The UGA Classics department does not specialize in ancient philosophy; the philosophy department does have a 3000-level class on ancient philosophy. But philosophy comes up all the time in my work with classics students. For example, last semester I worked with an undergraduate who was looking at a relief sculpture and wanted to tie in Plato’s allegory of the cave, so we tried to get a sense of what contemporary attitudes towards and knowledge of Plato would have been (in the later Hellenistic period.)
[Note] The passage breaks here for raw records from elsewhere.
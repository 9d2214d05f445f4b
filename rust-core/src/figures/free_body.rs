// Free-body diagrams: resting, sliding, hanging and pushed blocks

use super::marks::{guide_line, note};
use crate::config::{DEFAULT_CIRCLE_RADIUS, DEFAULT_SURFACE_T};
use crate::connectors::{decompose, Arrow, CoordAxes, FormulaBox, Rope};
use crate::geometries::Point;
use crate::objects::{Anchor, Block, Circle, MassPoint, PlacedObject};
use crate::render::Figure;
use crate::style::Theme;
use crate::surfaces::{Ceiling, Ground, Incline, InclineShape, SlopeDirection};
use crate::Result;

/// Block in equilibrium on level ground: N up, W down
pub fn fbd_floor(theme: &Theme) -> Result<Figure> {
    let mut figure = Figure::new(theme.clone())
        .with_title("Block at rest on the floor")
        .with_limits((-3.0, 3.0), (-3.0, 4.0))?;
    let (red, blue) = (figure.palette().red, figure.palette().blue);

    let ground = Ground::new(-0.5, (-3.0, 3.0));
    let block = Block::new(1.6, 1.0, Anchor::on(&ground, DEFAULT_SURFACE_T)).with_label("m");

    figure.add(&ground).add(&block);
    figure.add(&Arrow::from_vector(block.top(), (0.0, 2.0), red).with_label("N", (0.5, 0.0)).with_line_width(3.0));
    figure.add(
        &Arrow::from_vector(block.bottom(), (0.0, -2.0), blue)
            .with_label("W = mg", (1.0, 0.0))
            .with_line_width(3.0),
    );
    figure.add(&FormulaBox::new((0.0, 3.3), "N + W = 0"));
    Ok(figure)
}

/// Block on a falling incline with its weight split along the slope frame
pub fn fbd_incline(theme: &Theme) -> Result<Figure> {
    let mut figure = Figure::new(theme.clone())
        .with_title("Forces on a block on an incline")
        .with_limits((-1.0, 9.0), (-1.5, 6.0))?;
    let palette = figure.palette().clone();

    let incline = Incline::new(
        (0.0, 0.0),
        SlopeDirection::Falling,
        InclineShape::WidthHeight { width: 8.0, height: 4.0 },
    )?;
    let block = Block::new(2.0, 1.0, Anchor::on(&incline, DEFAULT_SURFACE_T)).with_fill(palette.gray.lighten(0.7));
    let center = block.center();
    let frame = block.frame();

    figure.add(&incline).add(&block).add(&MassPoint::on(&block));
    figure.add(
        &CoordAxes::from_frame(&frame)
            .with_length(1.6)
            .with_labels("x'", "y'")
            .with_color(palette.gray),
    );

    let weight = Point::new(0.0, -2.0);
    let parts = decompose(weight, &frame);
    figure.add(&Arrow::from_vector(center, weight, palette.blue).with_label("W", (-0.5, 0.0)).with_line_width(3.0));
    figure.add(&Arrow::from_vector(center, parts.tangential, palette.green).with_label("W sinθ", (0.9, 0.2)));
    figure.add(&Arrow::from_vector(center, parts.normal, palette.purple).with_label("W cosθ", (-1.0, 0.0)));
    figure.add(&Arrow::from_vector(center, -parts.normal, palette.red).with_label("N", (0.4, 0.3)).with_line_width(3.0));

    guide_line(&mut figure, center + parts.tangential, center + weight);
    guide_line(&mut figure, center + parts.normal, center + weight);
    Ok(figure)
}

/// Mass hanging from a ceiling on a rope: T up, W down
pub fn fbd_hanging(theme: &Theme) -> Result<Figure> {
    let mut figure = Figure::new(theme.clone())
        .with_title("Hanging object")
        .with_limits((-3.0, 3.0), (-4.0, 3.0))?;
    let (red, blue) = (figure.palette().red, figure.palette().blue);

    let ceiling = Ceiling::new(2.0, (-2.0, 2.0));
    let ball = Circle::new(DEFAULT_CIRCLE_RADIUS, (0.0, 0.0)).with_label("m");
    let rope = Rope::new(ball.top(), ceiling.anchor_at(0.5)).vertical();

    figure.add(&ceiling).add(&rope).add(&ball);
    figure.add(&Arrow::from_vector(ball.right(), (0.0, 2.0), red).with_label("T", (0.4, 0.0)).with_line_width(3.0));
    figure.add(&Arrow::from_vector(ball.center(), (0.0, -2.5), blue).with_label("W", (0.5, 0.0)).with_line_width(3.0));
    figure.add(&FormulaBox::new((0.0, -3.5), "T + W = 0  →  T = mg"));
    Ok(figure)
}

/// Box pushed to the right across a rough floor: F forward, friction f backward
pub fn fbd_friction(theme: &Theme) -> Result<Figure> {
    let mut figure = Figure::new(theme.clone())
        .with_title("Pushed box with friction")
        .with_limits((-4.0, 6.0), (-3.0, 4.0))?;
    let palette = figure.palette().clone();

    let ground = Ground::new(-0.75, (-4.0, 6.0));
    let block = Block::new(2.0, 1.5, Anchor::on(&ground, 0.4)).with_label("m");

    figure.add(&ground).add(&block);
    figure.add(&Arrow::from_vector(block.top(), (0.0, 1.75), palette.red).with_label("N", (0.5, 0.0)).with_line_width(3.0));
    figure.add(
        &Arrow::from_vector(block.bottom(), (0.0, -1.75), palette.blue)
            .with_label("W", (0.5, 0.0))
            .with_line_width(3.0),
    );
    figure.add(&Arrow::from_vector(block.right(), (2.0, 0.0), palette.green).with_label("F", (0.0, 0.4)).with_line_width(3.0));
    figure.add(&Arrow::from_vector(block.left(), (-1.5, 0.0), palette.orange).with_label("f", (0.0, 0.4)).with_line_width(3.0));
    note(&mut figure, (1.0, 3.3), "F: applied force    f: friction", palette.text, 14.0);
    Ok(figure)
}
We have relatively few works in the Reference department in the Main Library at UGA, but we do have the big ones:

  • Guthrie, A History of Greek Philosophy (1962-1981, 6 volumes), Main Reference B171 .G984h (with another copy on the 6th floor available for checkout.) Jenkins discusses this as no. 867, calling it “long established as the standard work in the field.” The six volumes cover the Presocratic philosophers through Aristotle, and focus on discussion of the philosophical works themselves. While Jenkins calls Guthrie “accessible to the lay reader” it is probably for more sophisticated undergraduates or graduate students, not entry-level students.
  • Armstrong,The Cambridge history of later Greek and early medieval philosophy (1967), Main Reference B171 .A79 (also with a circulating copy on the 6th floor.)  This edited volume covers the period from the 4th century BCE to the 12th century CE, giving  “a good general survey of later Greek philosophy and its influence.” (Jenkins no. 863)
  • Zeyl, et al., Encyclopedia of classical philosophy (Greenwood Press, 1997) Main Reference B163 .E53 1997. Jenkins (no. 883) calls this work “an excellent encyclopedia,” and it is where I would send most entry-level students.  It has signed articles with scholarly bibliographies, and covers philosophers and philosophic schools from the 6th century BCE to the 6th century CE.

We also have:

  • Preus, Historical Dictionary of Ancient Greek Philosophy (Scarecrow Press, 2007), Main Reference B111 .P74 2007.  This came out too late to be reviewed by Jenkins.  It is a dictionary, with short entries of a paragraph or two. It is definitely aimed at undergraduates, and might be most useful for those looking for definitions of common philosophical terms and concepts, though it does have thumbnail sketches of specific philosophers and movements.